**DIRECTIONS FOR THIS TASK:**
Look at each line of the records and count those with "ObjectIdx" in them. Please answer with the count alone.

**Stored data entries:**
use crate::common::ObjectIdx;

use anyhow::ensure;
use itertools::Itertools;
use std::collections::HashSet;

/// Largest novelty order a table can be configured for.
pub const MAX_NOVELTY_WIDTH: usize = 4;

/// `(feature position, feature value)`.
pub type FeatureValue = (usize, ObjectIdx);

/// Seen feature-valuation tuples, one append-only set per order `1..=max_width`.
///
/// Only orders up to the active bound are queried and updated; the bound
/// starts at `max_width` and can be lowered per run with [`set_bound`].
///
/// [`set_bound`]: NoveltyTable::set_bound
#[derive(Debug, Clone)]
pub struct NoveltyTable {
    max_width: usize,
    bound: usize,
    seen: Vec<HashSet<Vec<FeatureValue>>>,
}

impl NoveltyTable {
    pub fn new(max_width: usize) -> anyhow::Result<Self> {
        ensure!(
            (1..=MAX_NOVELTY_WIDTH).contains(&max_width),
            "novelty width must be between 1 and {MAX_NOVELTY_WIDTH}, got {max_width}"
        );
        Ok(NoveltyTable {
            max_width,
            bound: max_width,
            seen: vec![HashSet::new(); max_width],
        })
    }

    pub fn max_width(&self) -> usize {
        self.max_width
    }

    pub fn bound(&self) -> usize {
        self.bound
    }

    pub fn set_bound(&mut self, bound: usize) -> anyhow::Result<()> {
        ensure!(
            (1..=self.max_width).contains(&bound),
            "novelty order {bound} requested from a table configured up to {}",
            self.max_width
        );
        self.bound = bound;
        Ok(())
    }

    /// Smallest `k <= bound` for which `features` holds an unseen k-tuple, or
    /// `bound + 1`. Every k-tuple up to the bound is marked seen on the way.
    pub fn evaluate(&mut self, features: &[ObjectIdx]) -> usize {
        let mut novelty = self.bound + 1;
        for k in 1..=self.bound {
            let table = &mut self.seen[k - 1];
            let mut novel = false;
            for positions in (0..features.len()).combinations(k) {
                let tuple: Vec<FeatureValue> = positions
                    .into_iter()
                    .map(|position| (position, features[position]))
                    .collect();
                novel |= table.insert(tuple);
            }
            if novel && k < novelty {
                novelty = k;
            }
        }
        novelty
    }

    pub fn is_seen(&self, tuple: &[FeatureValue]) -> bool {
        tuple.len() <= self.max_width
            && !tuple.is_empty()
            && self.seen[tuple.len() - 1].contains(tuple)
    }

    /// Number of tuples recorded at order `k`.
    pub fn len(&self, k: usize) -> usize {
        self.seen.get(k.wrapping_sub(1)).map_or(0, HashSet::len)
    }

    pub fn is_empty(&self) -> bool {
        self.seen.iter().all(HashSet::is_empty)
    }

    pub fn reset(&mut self) {
        for table in &mut self.seen {
            table.clear();
        }
    }
}

#[cfg(test)]
mod tests {
    use super::*;

    #[test]
    fn test_novelty_orders() {
        let mut table = NoveltyTable::new(2).unwrap();
        assert_eq!(table.evaluate(&[0, 0]), 1);
        assert_eq!(table.evaluate(&[1, 0]), 1);
        assert_eq!(table.evaluate(&[0, 1]), 1);
        // Every single value is known, but the pair (1, 1) is not.
        assert_eq!(table.evaluate(&[1, 1]), 2);
        assert_eq!(table.evaluate(&[1, 1]), 3);
    }

    #[test]
    fn test_smaller_order_still_updates_larger_tables() {
        let mut table = NoveltyTable::new(2).unwrap();
        assert_eq!(table.evaluate(&[0, 0]), 1);
        assert!(table.is_seen(&[(0, 0), (1, 0)]));
        assert_eq!(table.len(1), 2);
        assert_eq!(table.len(2), 1);
    }

    #[test]
    fn test_seen_tuples_stay_seen() {
        let mut table = NoveltyTable::new(3).unwrap();
        let state = [2, 0, 1];
        let mut previous = 1;
        for other in [[2, 1, 1], [0, 0, 0], [2, 0, 0], [1, 0, 1]] {
            table.evaluate(&other);
            // A fixed state only becomes less novel as more states are seen.
            let mut scratch = table.clone();
            let novelty = scratch.evaluate(&state);
            assert!(novelty >= previous);
            previous = novelty;
        }
        let before: Vec<usize> = (1..=3).map(|k| table.len(k)).collect();
        table.evaluate(&state);
        let after: Vec<usize> = (1..=3).map(|k| table.len(k)).collect();
        assert!(before.iter().zip(&after).all(|(b, a)| b <= a));
    }

    #[test]
    fn test_reset_and_bounds() {
        let mut table = NoveltyTable::new(2).unwrap();
        table.evaluate(&[0, 1]);
        table.reset();
        assert!(table.is_empty());
        assert_eq!(table.evaluate(&[0, 1]), 1);

        table.set_bound(1).unwrap();
        assert_eq!(table.evaluate(&[1, 1]), 1);
        assert_eq!(table.evaluate(&[0, 1]), 2);
        assert!(table.set_bound(3).is_err());
        assert!(NoveltyTable::new(0).is_err());
        assert!(NoveltyTable::new(MAX_NOVELTY_WIDTH + 1).is_err());
    }
}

**ANSWER SPACE:**
3